::: Data section :::

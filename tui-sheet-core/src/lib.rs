//! Core types for terminal action sheets
//!
//! An action sheet is a modal panel of rows: items at the top, buttons at
//! the bottom, with an optional header above both. This crate holds the
//! model that a renderer draws from.
//!
//! # Core Concepts
//!
//! - **Row**: One entry, with a kind that decides its group and height
//! - **Appearance**: Row heights, content inset and popover width
//! - **ActionSheet**: Rows, appearance, header, presenter and selection action
//! - **SheetLayout**: Heights computed from the current state
//! - **Keymap**: Key bindings for navigating a presented sheet
//!
//! # Basic Example
//!
//! ```
//! use tui_sheet_core::prelude::*;
//!
//! let mut sheet = ActionSheet::builder(vec![
//!     Row::title("Share"),
//!     Row::item("Copy link"),
//!     Row::toggle("Include comments", false),
//!     Row::cancel_button("Cancel"),
//! ])
//! .on_select(|_sheet, row| {
//!     println!("{} selected", row.title_text());
//!     Ok(())
//! })
//! .build()
//! .unwrap();
//!
//! let layout = sheet.host_will_layout().unwrap();
//! assert_eq!(layout.item_heights.len(), 3);
//!
//! // Toggles flip and keep the sheet open
//! sheet.tap(RowPosition::item(2)).unwrap();
//! assert_eq!(sheet.items()[2].is_toggled(), Some(true));
//! assert!(!sheet.is_dismissed());
//! ```

pub mod appearance;
pub mod component;
pub mod error;
pub mod event;
pub mod header;
pub mod keymap;
pub mod layout;
pub mod lifecycle;
pub mod partition;
pub mod poller;
pub mod presenter;
pub mod row;
pub mod sheet;
pub mod testing;

// Model exports
pub use appearance::{Appearance, SharedAppearance};
pub use error::{Result, SelectError, SheetError};
pub use layout::{AppearanceHeights, HeightContext, RowHeights, SheetLayout, Size};
pub use lifecycle::{PresentationGuard, PresentationPhase};
pub use partition::{partition, Partition};
pub use row::{Row, RowGroup, RowId, RowKind};
pub use sheet::{
    ActionSheet, ActionSheetBuilder, AppearanceRef, AppearanceSource, DismissOutcome,
    RowPosition, SelectAction, SelectResult, TapOutcome,
};

// Host seam exports
pub use component::Component;
pub use header::{HeaderSurface, TextHeader};
pub use presenter::{ModalPresenter, PopoverPresenter, PresentationStyle, Presenter};

// Event system exports
pub use event::{EventKind, EventType};
pub use keymap::{format_key_for_display, parse_key_string, Keymap, SheetCommand};
pub use poller::{process_raw_event, spawn_event_poller, RawEvent};

// Re-export ratatui types for convenience
pub use ratatui::{
    layout::Rect,
    style::{Color, Modifier, Style},
    text::{Line, Span, Text},
    Frame,
};

// Testing exports
pub use testing::{
    buffer_rect_to_string_plain, buffer_to_string_plain, char_key, ctrl_key, key, tap_at,
    RecordingHeader, RecordingPresenter, RenderHarness, Selection, SelectionHarness,
};

/// Prelude module for convenient imports
pub mod prelude {
    pub use crate::appearance::{Appearance, SharedAppearance};
    pub use crate::component::Component;
    pub use crate::error::{Result, SheetError};
    pub use crate::event::{EventKind, EventType};
    pub use crate::header::{HeaderSurface, TextHeader};
    pub use crate::keymap::{Keymap, SheetCommand};
    pub use crate::layout::{RowHeights, SheetLayout, Size};
    pub use crate::poller::{process_raw_event, spawn_event_poller, RawEvent};
    pub use crate::presenter::{ModalPresenter, PopoverPresenter, PresentationStyle, Presenter};
    pub use crate::row::{Row, RowGroup, RowKind};
    pub use crate::sheet::{ActionSheet, DismissOutcome, RowPosition, TapOutcome};

    // Re-export ratatui types
    pub use ratatui::{
        layout::Rect,
        style::{Color, Modifier, Style},
        text::{Line, Span, Text},
        Frame,
    };
}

:::

## Description of the task
If a line in the data above holds the word "SheetError", count it; give only the total.

## Response area
2